*** Opening of Records for this exercise ***

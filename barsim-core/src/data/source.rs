//! Bar source trait and structured error types.
//!
//! The simulation only ever talks to bars through `BarSource`, so historical
//! files, synthetic series, and test fixtures are interchangeable. A source
//! never exposes a bar past the step it most recently advanced to.

use crate::domain::Bar;
use crate::events::EventBus;
use chrono::{Duration, NaiveDateTime};
use std::collections::HashMap;
use thiserror::Error;

/// Latest bar per quoted symbol for the current step.
pub type BarMap<'a> = HashMap<&'a str, &'a Bar>;

/// Errors raised while building a bar source. All of them are terminal:
/// the run aborts before the event loop starts.
#[derive(Debug, Error)]
pub enum SourceError {
    #[error("no symbols requested")]
    NoSymbols,

    #[error("no bars available for symbol '{symbol}'")]
    NoData { symbol: String },

    #[error("bars for '{symbol}' are not strictly increasing at {timestamp}")]
    Unsorted {
        symbol: String,
        timestamp: NaiveDateTime,
    },

    #[error("invalid OHLCV bar for '{symbol}' at {timestamp}")]
    InvalidBar {
        symbol: String,
        timestamp: NaiveDateTime,
    },

    #[error("bar tagged '{found}' supplied under symbol '{symbol}'")]
    SymbolMismatch { symbol: String, found: String },
}

/// Supplies bars to the simulation one step at a time.
pub trait BarSource {
    /// Symbols this source quotes, in a stable order.
    fn symbols(&self) -> &[String];

    /// False once any symbol has run out of bars.
    fn continue_backtest(&self) -> bool;

    /// Advance one step and enqueue one `Market` event, or clear the
    /// continue flag when exhausted.
    fn update_bars(&mut self, bus: &mut EventBus);

    /// Timestamp of the first step, before anything is published.
    fn start_time(&self) -> Option<NaiveDateTime>;

    /// Stamp for the all-cash row recorded before the first step.
    ///
    /// One bar interval ahead of `start_time` so it never collides with the
    /// first bar's row. Defaults to a daily interval.
    fn opening_time(&self) -> Option<NaiveDateTime> {
        self.start_time().map(|t| t - Duration::days(1))
    }

    /// Timestamp of the most recently published step.
    fn current_time(&self) -> Option<NaiveDateTime>;

    /// Published bars for `symbol` within `[start, end]`, keeping the last `n`.
    fn get_bars(
        &self,
        symbol: &str,
        n: Option<usize>,
        start: Option<NaiveDateTime>,
        end: Option<NaiveDateTime>,
    ) -> &[Bar];

    /// The last `n` published bars for `symbol`, oldest first.
    fn get_latest_bars(&self, symbol: &str, n: usize) -> &[Bar] {
        self.get_bars(symbol, Some(n), None, None)
    }

    fn latest_bar(&self, symbol: &str) -> Option<&Bar> {
        self.get_latest_bars(symbol, 1).last()
    }

    /// Latest bar for every symbol that has one.
    fn latest_bar_map(&self) -> BarMap<'_> {
        self.symbols()
            .iter()
            .filter_map(|s| self.latest_bar(s).map(|b| (s.as_str(), b)))
            .collect()
    }
}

*** Close of Records for this exercise ***

What you will do -
Within the listing above, filter for lines holding the string "last" and copy each one.

Exercise result -
    /// Published bars for `symbol` within `[start, end]`, keeping the last `n`.
    /// The last `n` published bars for `symbol`, oldest first.
        self.get_latest_bars(symbol, 1).last()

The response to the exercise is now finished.